### TASK DETAILS
Here the job is to restate every entry word for word.
EXTRACTED MATERIAL START
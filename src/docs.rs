use crate::modules::clip::dto::{
    ClipResponse, CreateClipRequest, ProgressResponse, UpdateClipRequest,
};
use utoipa::Modify;
use utoipa::OpenApi;
use utoipa::openapi::security::{HttpAuthScheme, HttpBuilder, SecurityScheme};

#[derive(OpenApi)]
#[openapi(
    paths(
        crate::modules::clip::handler::upload_clip,
        crate::modules::clip::handler::get_clip,
        crate::modules::clip::handler::list_clips,
        crate::modules::clip::handler::search_clips,
        crate::modules::clip::handler::get_progress,
        crate::modules::clip::handler::update_clip,
        crate::modules::clip::handler::delete_clip,
    ),
    components(
        schemas(CreateClipRequest, UpdateClipRequest, ClipResponse, ProgressResponse)
    ),
    tags(
        (name = "Clips", description = "Clip upload, metadata and transcoding progress")
    ),
    modifiers(&SecurityAddon)
)]
pub struct ApiDoc;

pub struct SecurityAddon;

impl Modify for SecurityAddon {
    fn modify(&self, openapi: &mut utoipa::openapi::OpenApi) {
        if let Some(components) = openapi.components.as_mut() {
            components.add_security_scheme(
                "bearer_auth",
                SecurityScheme::Http(
                    HttpBuilder::new()
                        .scheme(HttpAuthScheme::Bearer)
                        .bearer_format("JWT")
                        .build(),
                ),
            );
        }
    }
}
EXTRACTED MATERIAL END
### EXERCISE OUTPUT
filename src/docs.rs
use crate::modules::clip::dto::{
    ClipResponse, CreateClipRequest, ProgressResponse, UpdateClipRequest,
};
use utoipa::Modify;
use utoipa::OpenApi;
use utoipa::openapi::security::{HttpAuthScheme, HttpBuilder, SecurityScheme};

#[derive(OpenApi)]
#[openapi(
    paths(
        crate::modules::clip::handler::upload_clip,
        crate::modules::clip::handler::get_clip,
        crate::modules::clip::handler::list_clips,
        crate::modules::clip::handler::search_clips,
        crate::modules::clip::handler::get_progress,
        crate::modules::clip::handler::update_clip,
        crate::modules::clip::handler::delete_clip,
    ),
    components(
        schemas(CreateClipRequest, UpdateClipRequest, ClipResponse, ProgressResponse)
    ),
    tags(
        (name = "Clips", description = "Clip upload, metadata and transcoding progress")
    ),
    modifiers(&SecurityAddon)
)]
pub struct ApiDoc;

pub struct SecurityAddon;

impl Modify for SecurityAddon {
    fn modify(&self, openapi: &mut utoipa::openapi::OpenApi) {
        if let Some(components) = openapi.components.as_mut() {
            components.add_security_scheme(
                "bearer_auth",
                SecurityScheme::Http(
                    HttpBuilder::new()
                        .scheme(HttpAuthScheme::Bearer)
                        .bearer_format("JWT")
                        .build(),
                ),
            );
        }
    }
}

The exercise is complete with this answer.